Today, psychiatric clinicians question some of the qualities Cleckley attributed to the psychopath. For example, we no longer agree that psychopaths are charming. Some of them, particularly the aggressive ones, have all the charm of a rattlesnake. Dr. Otto F. Kernberg, a widely respected psychiatrist and psychoanalyst, believes that persons with antisocial personality disorder are basically suffering from a severe type of narcissistic personality disorder. They form only exploitative relationships and lack moral principle. Roughly defined, the psychiatric concept of narcissism refers to a person’s sense of selfimportance and uniqueness. Narcissism may be healthy or pathological. In the psychopath, it is pathological in the extreme and is malignantly transformed into living, breathing evil.

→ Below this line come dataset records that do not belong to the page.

//! Orchestrated Execution
//!
//! Builds the runner pool described by `[runner]` and drives the plan through
//! the orchestrator, with a progress bar and Ctrl-C wired to the run's
//! cancellation token.

use crate::config::RunnerConfig;
use crate::runner::CommandRunner;
use indicatif::{ProgressBar, ProgressStyle};
use std::sync::Arc;
use tracing::warn;
use versus_core::{
    BenchmarkPlan, Cell, CellOutcome, CellStatus, ExecutionObserver, ExecutionReport,
    Orchestrator, OrchestratorConfig, Runner, RunnerPool, Sample,
};

/// Progress bar advancing once per finished cell
pub struct ProgressObserver {
    pb: ProgressBar,
}

impl ProgressObserver {
    /// Bar sized for `cells` cells
    pub fn new(cells: usize) -> Self {
        let pb = ProgressBar::new(cells as u64);
        pb.set_style(
            ProgressStyle::default_bar()
                .template("{spinner:.green} [{elapsed_precise}] [{bar:40.cyan/blue}] {pos}/{len} {msg}")
                .unwrap_or_else(|_| ProgressStyle::default_bar())
                .progress_chars("#>-"),
        );
        Self { pb }
    }

    /// Observer that draws nothing
    pub fn hidden() -> Self {
        Self {
            pb: ProgressBar::hidden(),
        }
    }

    /// Remove the bar from the terminal
    pub fn finish(&self) {
        self.pb.finish_and_clear();
    }
}

impl ExecutionObserver for ProgressObserver {
    fn cell_started(&self, cell: &Cell) {
        self.pb.set_message(cell.to_string());
    }

    fn sample_recorded(&self, sample: &Sample) {
        if let Some(reason) = &sample.failure_reason {
            self.pb.println(format!(
                "  ✗ {} trial {}: {}",
                sample.cell, sample.trial, reason
            ));
        }
    }

    fn cell_finished(&self, outcome: &CellOutcome) {
        if outcome.status == CellStatus::Skipped {
            self.pb.println(format!("  ⊘ {} skipped", outcome.cell));
        }
        self.pb.inc(1);
    }
}

/// Pool of `pool_size` command runners
pub fn build_pool(config: &RunnerConfig) -> anyhow::Result<RunnerPool> {
    let program = config
        .program
        .as_deref()
        .filter(|p| !p.trim().is_empty())
        .ok_or_else(|| anyhow::anyhow!("runner.program must be set in versus.toml to run trials"))?;
    if config.pool_size == 0 {
        return Err(anyhow::anyhow!("runner.pool_size must be at least 1"));
    }
    Ok(RunnerPool::from_factory(config.pool_size, |i| {
        Arc::new(CommandRunner::new(
            format!("cmd-{}", i),
            program,
            config.args.clone(),
        )) as Arc<dyn Runner>
    }))
}

/// Run every cell of `plan` on `pool`
pub async fn execute_plan(
    plan: &BenchmarkPlan,
    config: OrchestratorConfig,
    pool: &RunnerPool,
    show_progress: bool,
) -> anyhow::Result<ExecutionReport> {
    let observer = Arc::new(if show_progress {
        ProgressObserver::new(plan.cells().len())
    } else {
        ProgressObserver::hidden()
    });
    let mut orchestrator = Orchestrator::new(config)?.with_observer(observer.clone());

    let token = orchestrator.cancellation_token();
    let interrupt = tokio::spawn(async move {
        if tokio::signal::ctrl_c().await.is_ok() {
            warn!("interrupt received, cancelling run");
            token.cancel("interrupted by user");
        }
    });

    let result = orchestrator.execute(plan, pool).await;
    interrupt.abort();
    observer.finish();
    Ok(result?)
}

#[cfg(test)]
mod tests {
    use super::*;
    use versus_core::{SchedulingMode, Scale, TaskSpec, VariantPair};

    #[test]
    fn test_build_pool_requires_program() {
        let err = build_pool(&RunnerConfig::default()).unwrap_err();
        assert!(err.to_string().contains("runner.program"));

        let config = RunnerConfig {
            program: Some("true".to_string()),
            args: Vec::new(),
            pool_size: 3,
        };
        assert_eq!(build_pool(&config).unwrap().len(), 3);

        let empty = RunnerConfig {
            pool_size: 0,
            ..config
        };
        assert!(build_pool(&empty).is_err());
    }

    #[cfg(unix)]
    #[tokio::test]
    async fn test_execute_plan_with_shell_harness() {
        let script = r#"echo "{\"success\": true, \"executionTime\": 2.0, \"memoryUsed\": 64, \"resultHash\": 1}""#;
        let pool = build_pool(&RunnerConfig {
            program: Some("sh".to_string()),
            args: vec!["-c".to_string(), script.to_string(), "harness".to_string()],
            pool_size: 2,
        })
        .unwrap();
        let plan = BenchmarkPlan::new(
            VariantPair::new("rust", "go"),
            vec![TaskSpec::new("sort", [Scale::Small])],
            3,
        );
        let config = OrchestratorConfig {
            scheduling: SchedulingMode::Sequential,
            ..OrchestratorConfig::default()
        };

        let report = execute_plan(&plan, config, &pool, false).await.unwrap();
        assert_eq!(report.samples.len(), 6);
        assert!(report.samples.iter().all(|s| s.success && s.result_digest == Some(1)));
        assert_eq!(report.failed_samples(), 0);
    }
}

Pathological Relationships and the Emptiness Within
As noted above, the psychopath typically manifests pathological selfimportance, or narcissism, displayed as excessive self-centeredness. Other characteristic traits are grandiosity (displayed as nonsexual exhibitionism), recklessness, overambitiousness, an attitude of superiority, overdependency on admiration, and, alternating with these characteristics, bouts of insecurity and emotional shallowness. The reckless grandiosity of psychopaths usually causes them to fail at any enterprise, often spectacularly. Clinicians sometimes quip that psychopaths “snatch defeat from the jaws of victory,” and that for psychopaths, “nothing succeeds like failure.” The two fundamental distinguishing characteristics of psychopaths are the inability to feel ordinary human empathy and affection for others and the perpetrating of repeated antisocial acts.
Why do some people do these terrible things? We now know that empathy has something to do with an anatomical structure, mirror neurons; these have been found in monkey brains and human brains. The cells are located in the brain’s motor cortex, where muscle movement and control are initiated. Mirror neuron circuitry allows us to “step into the shoes” of others, to feel their pain. The more empathetic the person, the stronger the person’s mirror neuron response. And the weaker the mirror neuron response, the less empathy he or she has. Psychopathic personalities may have a dearth of mirror neurons.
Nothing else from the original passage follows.